After a few carne asada tacos and a Tecate beer at La Escondida, I was ready to hit the rode again. I suppose I should mention that my eventual destination was the fishing village of San Quentin, about 120 miles south of Ensenada, although my selection of that goal contained about as much forethought as Ricardo Flores Magon’s anarchist revolution had. Mostly, I just liked the sound of the name:  San Quentin.

Say it out loud. San Quentin. See? That’s how decisions are made in Baja.

From Tecate, the only highway south is Mexican Highway 3, which links up with the Benito-Juarez Highway (Mexican 1) at the village of El Sauzal, just above Ensenada. The distance from Tecate to Ensenada is about eighty miles, which I figured to cover fairly easily in the afternoon. This turned out to be wishful thinking.

The Sierra de Jaurez Mountains around Tecate reach a height of 4500 feet, and Mexican Highway 3 traces a torturous graded route through this range down to the Pacific Ocean. Conceivably, this road could be as fun as its sister road to the north; instead, Mexican 3 is California 94’s doppelganger, its murderous twin: Mexican 3 is barely wide enough to accommodate two cars side by side, much less the caravans of freight trucks and buses that barrel around its curves at precarious speeds. There has been no grading of the mountainsides at all except beneath the asphalt itself, so that the lip of the road is also frequently the edge of a canyon or the beginning of a steep slope into a desert valley below. And even this wouldn’t be so bad if the road weren’t strewn with rocks and pocked with helmet-sized potholes. Although the views of the rugged mountains and, toward El Sauzal, the panoramic vistas of the Pacific Ocean are breathtaking, it’s nearly impossible to enjoy them since you’re constantly preoccupied with the oncoming transport trucks taking up half your lane, the craters in the asphalt right at the edge of the canyon you’re about to daredevil into, and the snakiness of the route itself, which, unlike its benign and entertaining northern counterpart, here seems plainly malevolent. To make matters worse, on the afternoon that I happened to be tooling down Mexican 3, a bank of deep black clouds had formed over the Pacific and had started moving inland to meet me, which it did just outside of the village of Sordo Muda.

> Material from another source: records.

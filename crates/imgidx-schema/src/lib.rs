//! # imgidx-schema: Schema Validation for Image Documents
//!
//! Validates JSON documents (manifest lists, manifests, descriptors, image
//! layout headers) against declarative schemas and reports every located
//! violation.
//!
//! ## Pipeline
//!
//! ```text
//! bytes ──Loader──▶ Document ──evaluate::validate(SchemaNode)──▶ Ok | ValidationViolations
//! ```
//!
//! - [`compile`] turns JSON schema documents into [`SchemaNode`] trees,
//!   resolving `$ref`s once, up front.
//! - [`evaluate`] walks a document against a node tree. It is pure and
//!   never panics.
//! - [`registry`] binds media types to compiled schemas and ships the
//!   embedded image schemas.
//!
//! ```
//! use imgidx_core::MediaType;
//!
//! let doc = br#"{"imageLayoutVersion": "1.0.0"}"#;
//! assert!(imgidx_schema::validate_slice(MediaType::ImageLayout, doc).is_ok());
//! ```
//!
//! ## Crate Policy
//!
//! - Depends only on `imgidx-core` internally.
//! - A malformed schema is a [`SchemaError`], a non-conforming document a
//!   [`ValidationError`]; the two are never conflated.
//! - Schemas are open: properties a schema does not mention are accepted.

pub mod compile;
pub mod error;
pub mod evaluate;
pub mod node;
pub mod registry;

pub use compile::{compile_value, SchemaCompiler};
pub use error::{SchemaError, ValidationError};
pub use evaluate::{validate, ValidationViolations, Violation, ViolationKind};
pub use node::{Pattern, SchemaNode, TypeSet};
pub use registry::{schema_document, validate_reader, validate_slice, SchemaRegistry, BUILTIN_DOCUMENTS};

The rain fell in spits and splutters, a cold winter rain whose frosty accompanying wind found its way under the sleeves of my jacket and down my neck and beneath my helmet. Combined with the truck traffic and my general fatigue from the day’s ride, the rain tempted me to stop, but I simply couldn’t find any lodging around Sordo Muda, so I pressed on. The rain continued just long enough to slick up the oil in the road, but even as the brief shower relented, the black clouds continued to press lower overhead, and the sun hid behind them. It was growing colder by the minute, and by the time I reached Guadalupe, about fifty miles south of Tecate, it was time to stop, dry out somewhat, and get a second wind for the remaining thirty miles into Ensenada.

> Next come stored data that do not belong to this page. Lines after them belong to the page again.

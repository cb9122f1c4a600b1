//! # CLI Configuration
//!
//! Settings come from three layers, later layers winning:
//!
//! 1. An optional YAML file (`--config`).
//! 2. Environment variables (`IMGIDX_MAX_DEPTH`).
//! 3. Command-line flags.
//!
//! ```yaml
//! max_depth: 32
//! default_media_type: manifest-list
//! format: json
//! ```

use std::path::Path;

use anyhow::{Context, Result};
use clap::ValueEnum;
use serde::Deserialize;

use imgidx_core::options::{DEFAULT_MAX_DEPTH, MAX_DEPTH_ENV};
use imgidx_core::{LoaderOptions, MediaType};

/// How `validate` prints its report.
#[derive(Debug, Clone, Copy, Default, PartialEq, Eq, Deserialize, ValueEnum)]
#[serde(rename_all = "lowercase")]
pub enum OutputFormat {
    /// `OK:` / `FAIL:` lines and a summary.
    #[default]
    Text,
    /// A single JSON report on stdout.
    Json,
}

/// Contents of the `--config` file. Every field is optional.
#[derive(Debug, Clone, Default, PartialEq, Eq, Deserialize)]
#[serde(deny_unknown_fields)]
pub struct CliConfig {
    pub max_depth: Option<usize>,
    /// Full identifier or short name, e.g. `manifest-list`.
    pub default_media_type: Option<String>,
    pub format: Option<OutputFormat>,
}

impl CliConfig {
    /// Read a config file, or return the empty config when `path` is `None`.
    pub fn load(path: Option<&Path>) -> Result<Self> {
        let Some(path) = path else {
            return Ok(Self::default());
        };
        let text = std::fs::read_to_string(path)
            .with_context(|| format!("failed to read config file {}", path.display()))?;
        let config = Self::from_yaml(&text)
            .with_context(|| format!("invalid config file {}", path.display()))?;
        tracing::debug!(path = %path.display(), ?config, "loaded config file");
        Ok(config)
    }

    pub fn from_yaml(text: &str) -> Result<Self> {
        // An empty file parses as YAML null.
        if text.trim().is_empty() {
            return Ok(Self::default());
        }
        Ok(serde_yaml::from_str(text)?)
    }
}

/// Values given on the command line, all optional.
#[derive(Debug, Clone, Default)]
pub struct Overrides {
    pub max_depth: Option<usize>,
    pub media_type: Option<String>,
    pub format: Option<OutputFormat>,
}

/// Fully resolved settings for one `validate` run.
#[derive(Debug, Clone, Copy, PartialEq, Eq)]
pub struct Settings {
    pub loader: LoaderOptions,
    pub media_type: MediaType,
    pub format: OutputFormat,
}

impl Settings {
    /// Resolve against the process environment.
    pub fn resolve(config: &CliConfig, overrides: &Overrides) -> Result<Self> {
        Self::resolve_with(config, overrides, |name| std::env::var(name).ok())
    }

    /// Resolve through an arbitrary variable lookup.
    pub fn resolve_with(
        config: &CliConfig,
        overrides: &Overrides,
        lookup: impl Fn(&str) -> Option<String>,
    ) -> Result<Self> {
        let mut max_depth = config.max_depth.unwrap_or(DEFAULT_MAX_DEPTH);
        if lookup(MAX_DEPTH_ENV).is_some() {
            max_depth = LoaderOptions::from_vars(&lookup)?.max_depth;
        }
        if let Some(depth) = overrides.max_depth {
            max_depth = depth;
        }
        let loader = LoaderOptions::with_max_depth(max_depth)?;

        let media_type = match overrides
            .media_type
            .as_deref()
            .or(config.default_media_type.as_deref())
        {
            Some(name) => name.parse::<MediaType>()?,
            None => MediaType::ManifestList,
        };

        let format = overrides.format.or(config.format).unwrap_or_default();

        Ok(Self {
            loader,
            media_type,
            format,
        })
    }
}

Guadalupe is a tiny farming village which contains the ruins of the Nuestra Senora de Guadalupe mission church. Almost nothing is left of the mission, which is notable for being the last Spanish mission church built in the new world, in 1834. The mission was destroyed in an indian uprising just six years after it was built.  Guadalupe is also distinguished by its population of Russians. In 1906, Pofirio Diaz granted permission to a group of about 350 people from what is now eastern Turkey to live in Guadalupe. These Russians, who had fled the repression of the Czar and hoped to improve their lot in Baja, established a poor farming community and gradually intermarried with the locals. Their history is commemorated in the Museo Comunitario de Guadalupe, where you’ll find artifacts like samovars, clothing, and old photographs, along with turn-of-the-century farm implements.

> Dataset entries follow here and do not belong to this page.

#[cfg(test)]
mod tests {
    use super::*;
    use crate::node::{Pattern, TypeSet};
    use imgidx_core::{load_str, Kind};

    fn object_schema(required: &[&str], properties: Vec<(&str, SchemaNode)>) -> SchemaNode {
        SchemaNode {
            types: Some(TypeSet::single(Kind::Object)),
            required: required.iter().map(|s| s.to_string()).collect(),
            properties: properties
                .into_iter()
                .map(|(n, s)| (n.to_string(), s))
                .collect(),
            ..SchemaNode::any()
        }
    }

    #[test]
    fn test_type_mismatch_message() {
        let schema = object_schema(&[], vec![("size", SchemaNode::of_kind(Kind::Integer))]);
        let doc = load_str(r#"{"size": "7682"}"#).unwrap();
        let err = validate(&doc, &schema).unwrap_err();
        assert_eq!(err.len(), 1);
        assert_eq!(err.violations()[0].to_string(), "size: expected integer, got string");
    }

    #[test]
    fn test_fractional_whole_number_is_not_integer() {
        let schema = SchemaNode::of_kind(Kind::Integer);
        let doc = load_str("7143.0").unwrap();
        let err = validate(&doc, &schema).unwrap_err();
        assert_eq!(err.violations()[0].kind, ViolationKind::TypeMismatch);
        assert_eq!(err.violations()[0].message, "expected integer, got number");
    }

    #[test]
    fn test_type_mismatch_stops_descent() {
        let mut schema = object_schema(&["a"], vec![]);
        schema.pattern = Some(Pattern::new("x").unwrap());
        let doc = load_str(r#""not an object""#).unwrap();
        let err = validate(&doc, &schema).unwrap_err();
        assert_eq!(err.len(), 1);
        assert_eq!(err.violations()[0].to_string(), "(root): expected object, got string");
    }

    #[test]
    fn test_all_missing_required_reported() {
        let schema = object_schema(&["mediaType", "size", "digest"], vec![]);
        let doc = load_str(r#"{"size": 1}"#).unwrap();
        let err = validate(&doc, &schema).unwrap_err();
        let kinds: Vec<_> = err.iter().map(|v| v.kind).collect();
        assert_eq!(
            kinds,
            vec![ViolationKind::MissingRequiredProperty, ViolationKind::MissingRequiredProperty]
        );
        assert!(err.violations()[0].message.contains("\"mediaType\""));
        assert!(err.violations()[1].message.contains("\"digest\""));
    }

    #[test]
    fn test_missing_and_invalid_are_independent() {
        let schema = object_schema(
            &["size", "digest"],
            vec![("size", SchemaNode::of_kind(Kind::Integer))],
        );
        let doc = load_str(r#"{"size": true}"#).unwrap();
        let err = validate(&doc, &schema).unwrap_err();
        assert!(err.contains("", ViolationKind::MissingRequiredProperty));
        assert!(err.contains("size", ViolationKind::TypeMismatch));
    }

    #[test]
    fn test_undeclared_properties_ignored() {
        let schema = object_schema(&[], vec![("a", SchemaNode::of_kind(Kind::String))]);
        let doc = load_str(r#"{"a": "x", "b": 1, "c": {"deep": []}}"#).unwrap();
        assert!(validate(&doc, &schema).is_ok());
    }

    #[test]
    fn test_additional_properties_checked_when_declared() {
        let mut schema = SchemaNode::of_kind(Kind::Object);
        schema.additional_properties = Some(Box::new(SchemaNode::of_kind(Kind::String)));
        let doc = load_str(r#"{"k1": "v1", "k2": 2}"#).unwrap();
        let err = validate(&doc, &schema).unwrap_err();
        assert_eq!(err.len(), 1);
        assert_eq!(err.violations()[0].to_string(), "k2: expected string, got integer");
    }

    #[test]
    fn test_array_items_extend_path_with_index() {
        let mut schema = SchemaNode::of_kind(Kind::Array);
        schema.items = Some(Box::new(SchemaNode::of_kind(Kind::String)));
        let doc = load_str(r#"["a", 1, "c", null]"#).unwrap();
        let err = validate(&doc, &schema).unwrap_err();
        let paths: Vec<String> = err.iter().map(|v| v.path.to_string()).collect();
        assert_eq!(paths, vec!["1", "3"]);
    }

    #[test]
    fn test_pattern_rejects_empty_string() {
        let mut schema = SchemaNode::of_kind(Kind::String);
        schema.pattern = Some(Pattern::new("[a-z]+/[a-z]+").unwrap());
        let err = validate(&Document::String(String::new()), &schema).unwrap_err();
        assert_eq!(err.violations()[0].kind, ViolationKind::PatternMismatch);
    }

    #[test]
    fn test_enum_mismatch() {
        let schema = SchemaNode {
            enumeration: Some(vec![Document::String("1.0.0".into())]),
            ..SchemaNode::any()
        };
        assert!(validate(&Document::String("1.0.0".into()), &schema).is_ok());
        let err = validate(&Document::String("2.0.0".into()), &schema).unwrap_err();
        assert_eq!(err.violations()[0].kind, ViolationKind::EnumMismatch);
        assert_eq!(err.violations()[0].message, r#""2.0.0" is not one of ["1.0.0"]"#);
    }

    #[test]
    fn test_numeric_bounds() {
        let schema = SchemaNode {
            types: Some(TypeSet::single(Kind::Integer)),
            minimum: Some(Number::from_literal("2")),
            maximum: Some(Number::from_literal("2")),
            ..SchemaNode::any()
        };
        assert!(validate(&load_str("2").unwrap(), &schema).is_ok());
        let low = validate(&load_str("1").unwrap(), &schema).unwrap_err();
        assert_eq!(low.violations()[0].kind, ViolationKind::RangeViolation);
        assert!(low.violations()[0].message.contains("minimum"));
        let high = validate(&load_str("3").unwrap(), &schema).unwrap_err();
        assert!(high.violations()[0].message.contains("maximum"));
    }

    #[test]
    fn test_length_and_item_bounds() {
        let schema = SchemaNode {
            min_items: Some(1),
            items: Some(Box::new(SchemaNode {
                min_length: Some(2),
                max_length: Some(3),
                ..SchemaNode::of_kind(Kind::String)
            })),
            ..SchemaNode::of_kind(Kind::Array)
        };
        let empty = validate(&load_str("[]").unwrap(), &schema).unwrap_err();
        assert!(empty.contains("", ViolationKind::RangeViolation));
        let err = validate(&load_str(r#"["a", "ab", "abcd"]"#).unwrap(), &schema).unwrap_err();
        assert!(err.contains("0", ViolationKind::RangeViolation));
        assert!(err.contains("2", ViolationKind::RangeViolation));
        assert_eq!(err.len(), 2);
    }

    #[test]
    fn test_sibling_branches_all_reported() {
        let manifest = object_schema(
            &["digest"],
            vec![("size", SchemaNode::of_kind(Kind::Integer))],
        );
        let schema = object_schema(
            &[],
            vec![(
                "manifests",
                SchemaNode {
                    items: Some(Box::new(manifest)),
                    ..SchemaNode::of_kind(Kind::Array)
                },
            )],
        );
        let doc = load_str(r#"{"manifests": [{"size": "1"}, {"digest": "d"}, {"size": 1.5}]}"#).unwrap();
        let err = validate(&doc, &schema).unwrap_err();
        let rendered: Vec<String> = err.iter().map(ToString::to_string).collect();
        assert_eq!(
            rendered,
            vec![
                r#"manifests.0: missing required property "digest""#,
                "manifests.0.size: expected integer, got string",
                r#"manifests.2: missing required property "digest""#,
                "manifests.2.size: expected integer, got number",
            ]
        );
    }

    #[test]
    fn test_violations_display_is_indented_lines() {
        let schema = object_schema(&["a", "b"], vec![]);
        let err = validate(&load_str("{}").unwrap(), &schema).unwrap_err();
        assert_eq!(
            err.to_string(),
            "  (root): missing required property \"a\"\n  (root): missing required property \"b\""
        );
    }
}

After wandering around town long enough to regain my composure, I was ready once again for the carnival stunt driving of the Mexican 3. It was almost four o’clock, and I realized that I’d have to punch up my dawdling pace if I expected to make Ensenada by nightfall.

The wind was kicking up and storm clouds still loomed above the road, and the inclimate weather had slowed traffic. Just outside of El Sauzal, Highway 3 begins plunging rather steeply toward the sea, through deep mountain gorges whose walls completely block out the sun. Between the gulchy terrain and the storm clouds and the rapidly approaching evening, I soon found myself riding in near-darkness, and it became increasingly clear that not only was I not going to make it to Ensenada that evening, but I might not even reach Highway 1. A rutted, pock-marked canyon highway, slicked by rain, with no banks or guard rails, dominated by massive trucks whose drivers would sooner submit to police questioning than stay in their own lane, is not a road you want to risk after dark. I started looking for likely stopovers.

There were none. Every couple of miles or so along Highway 3, you’ll find a strip of rickety buildings masquerading as a village, usually containing a poorly-stocked market and a couple of shacks, but almost never a gas station or lodging. As the sun sank, I felt as if I’d entered a worm hole of accelerating time: the sixty miles from Tecate had taken longer than any two hundred miles I’d ever ridden.  I was utterly exhausted from the ride, and I finally decided to throw in the towel.

I pulled off of the highway onto an unpaved road, bumped and slithered and fish-tailed half a mile away from traffic, and pitched my tent in a fallow field. Luckily, I managed to heat and eat my Ramen noodles before the rains came.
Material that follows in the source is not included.